- Born: October 23, 1977
- Died: May 30, 2011 (aged 33)
- Known for: co-founder of Lifted Research Group
- Children: 1

= Jonas Bevacqua =

American clothing designer and entrepreneur

Jonas Bevacqua (October 23, 1977 – May 30, 2011) was an American clothing designer and entrepreneur.

==Early life==
Jonas Gregory Bevacqua was born October 23, 1977, and was adopted into a family with six other adopted children of different races and ethnicities. He was of Vietnamese descent.

==Career==
In 1999 he co-founded Lifted Research Group (LRG) with Robert Wright.

After Bevacqua dropped out of college and moved back home with his parents, he met fellow LRG founder Robert Wright when they were both working as DJs in Southern California clubs. Heavily influenced by Southern California's skateboard, surfing, and hip hop culture; Bevacqua and Wright started designing and making clothes that reflected their interests but were not available at the time.
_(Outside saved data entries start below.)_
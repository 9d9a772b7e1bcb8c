//! Fill the inventory node with generated vehicles (development only)
//!
//! Usage: `seed [COUNT]`, 30 vehicles by default. Replaces the whole node.

use std::sync::Arc;

use anyhow::{bail, Result};
use dotenvy::dotenv;
use rand::seq::SliceRandom;
use rand::Rng;
use rust_decimal::Decimal;
use tracing::info;
use tracing_subscriber::EnvFilter;
use uuid::Uuid;

use dealership_inventory::clients::FirebaseDatabaseClient;
use dealership_inventory::config::DatabaseConfig;
use dealership_inventory::models::{
    BodyStyle, Color, Condition, Drivetrain, EpaRating, FuelType, Transmission, Vehicle,
};
use dealership_inventory::repositories::InventoryRepository;

const DEFAULT_COUNT: usize = 30;

const MODELS: &[(&str, &[&str])] = &[
    ("Toyota", &["Camry", "Corolla", "RAV4", "Tacoma"]),
    ("Honda", &["Civic", "Accord", "CR-V"]),
    ("Ford", &["F-150", "Escape", "Mustang"]),
    ("Chevrolet", &["Silverado", "Malibu", "Equinox"]),
    ("Subaru", &["Outback", "Forester", "Impreza"]),
    ("BMW", &["330i", "X3", "X5"]),
];
const TRIMS: &[&str] = &["M", "SE", "S", "Sport", "Lariat", "LT"];
const COLORS: &[(&str, &str)] = &[
    ("Black", "#1c1c1c"),
    ("White", "#f4f4f4"),
    ("Silver", "#c0c0c0"),
    ("Red", "#a32020"),
    ("Blue", "#1f3f8f"),
    ("Gray", "#6b6b6b"),
];
const ENGINES: &[&str] = &["2.0L I4", "2.5L I4", "3.5L V6", "5.0L V8"];
const OPTIONS: &[&str] = &[
    "Sunroof",
    "Heated Seats",
    "Navigation",
    "Backup Camera",
    "Apple CarPlay",
    "Tow Package",
];

fn color<R: Rng>(rng: &mut R) -> Option<Color> {
    COLORS
        .choose(rng)
        .map(|(name, hex)| Color(name.to_string(), hex.to_string()))
}

fn generate_vehicle<R: Rng>(rng: &mut R) -> Vehicle {
    let mut vehicle = Vehicle::with_stock_num(Uuid::new_v4().to_string());
    let (make, models) = MODELS[rng.gen_range(0..MODELS.len())];
    let price: i64 = rng.gen_range(10_000..=50_000);
    let mpg: u32 = rng.gen_range(11..40);
    let new = rng.gen_bool(0.3);

    vehicle.sold = Some(rng.gen_bool(0.2));
    vehicle.model_year = Some(rng.gen_range(2014..=2024));
    vehicle.make = Some(make.to_string());
    vehicle.model = models.choose(rng).map(|m| m.to_string());
    vehicle.trim = TRIMS.choose(rng).map(|t| t.to_string());
    vehicle.engine = ENGINES.choose(rng).map(|e| e.to_string());
    vehicle.transmission = Some(if rng.gen_bool(0.5) {
        Transmission::Automatic
    } else {
        Transmission::Manual
    });
    vehicle.drivetrain = [Drivetrain::Awd, Drivetrain::Fwd, Drivetrain::Rwd]
        .choose(rng)
        .copied();
    vehicle.price = Some(Decimal::from(price));
    vehicle.msrp = Some(Decimal::from(price + rng.gen_range(1_000..6_000)));
    vehicle.vin = Some(
        (0..17)
            .map(|_| *b"ABCDEFGHJKLMNPRSTUVWXYZ0123456789".choose(rng).unwrap_or(&b'X') as char)
            .collect(),
    );
    vehicle.int_color = color(rng);
    vehicle.ext_color = color(rng);
    vehicle.owners = Some(if new { 0 } else { rng.gen_range(1..=3) });
    vehicle.epa = Some(EpaRating {
        city: mpg,
        highway: mpg + rng.gen_range(0..5),
    });
    vehicle.odometer = Some(if new { rng.gen_range(0..50) } else { rng.gen_range(0..100_000) });
    vehicle.body_style = [BodyStyle::Sedan, BodyStyle::Suv, BodyStyle::Truck, BodyStyle::Coupe]
        .choose(rng)
        .copied();
    let option_count = rng.gen_range(0..4);
    vehicle.options = Some(
        OPTIONS
            .choose_multiple(rng, option_count)
            .map(|o| o.to_string())
            .collect(),
    );
    vehicle.condition = Some(if new { Condition::New } else { Condition::Used });
    vehicle.fuel_type = Some(FuelType::Gasoline);
    vehicle
}

fn generate_vehicles<R: Rng>(rng: &mut R, count: usize) -> Vec<Vehicle> {
    (0..count).map(|_| generate_vehicle(rng)).collect()
}

#[tokio::main]
async fn main() -> Result<()> {
    dotenv().ok();
    tracing_subscriber::fmt()
        .with_env_filter(
            EnvFilter::try_from_default_env().unwrap_or_else(|_| EnvFilter::new("info")),
        )
        .init();

    let count = match std::env::args().nth(1) {
        Some(raw) => match raw.parse::<usize>() {
            Ok(n) if n > 0 => n,
            _ => bail!("COUNT must be a positive number, got '{}'", raw),
        },
        None => DEFAULT_COUNT,
    };

    let config = DatabaseConfig::from_env()?;
    let store = FirebaseDatabaseClient::new(&config)?;
    let repository = InventoryRepository::new(Arc::new(store), config.clone(), None);

    let vehicles = generate_vehicles(&mut rand::thread_rng(), count);
    let written = repository.replace_inventory(&vehicles).await?;

    info!("✅ Seeded {} vehicles into {}", written, config.inventory_path);
    Ok(())
}

#[cfg(test)]
mod tests {
    use super::*;
    use dealership_inventory::services::InventoryQueryEngine;

    #[test]
    fn test_generated_vehicles_are_complete() {
        let vehicles = generate_vehicles(&mut rand::thread_rng(), 25);
        assert_eq!(vehicles.len(), 25);

        for vehicle in &vehicles {
            assert!(vehicle.stock_num().is_some());
            assert!(vehicle.make.is_some() && vehicle.model.is_some());
            assert_eq!(vehicle.vin.as_ref().map(String::len), Some(17));
            let msrp = vehicle.msrp.unwrap();
            assert!(msrp > vehicle.price.unwrap());
        }

        let metadata = InventoryQueryEngine::default().compute_metadata(&vehicles);
        assert_eq!(metadata.make_total(), 25);
    }

    #[test]
    fn test_generated_vehicles_survive_storage_format() {
        let vehicle = generate_vehicle(&mut rand::thread_rng());
        let value = serde_json::to_value(&vehicle).unwrap();
        let decoded: Vehicle = serde_json::from_value(value).unwrap();
        assert_eq!(decoded, vehicle);
    }
}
By 2007 Entrepreneur placed LRG at No. 5 on its "Hot 500" list of fastest-growing companies, with 2006 sales coming in at $150 million.

==Death==
Jonas Bevacqua was found dead at his Laguna Beach home on May 31, 2011. He was 33 years old. In November 2011, Orange County Coroner's Office determined that Bevacqua died of natural causes. Bevacqua was survived by his fiancée, son, parents and seven siblings.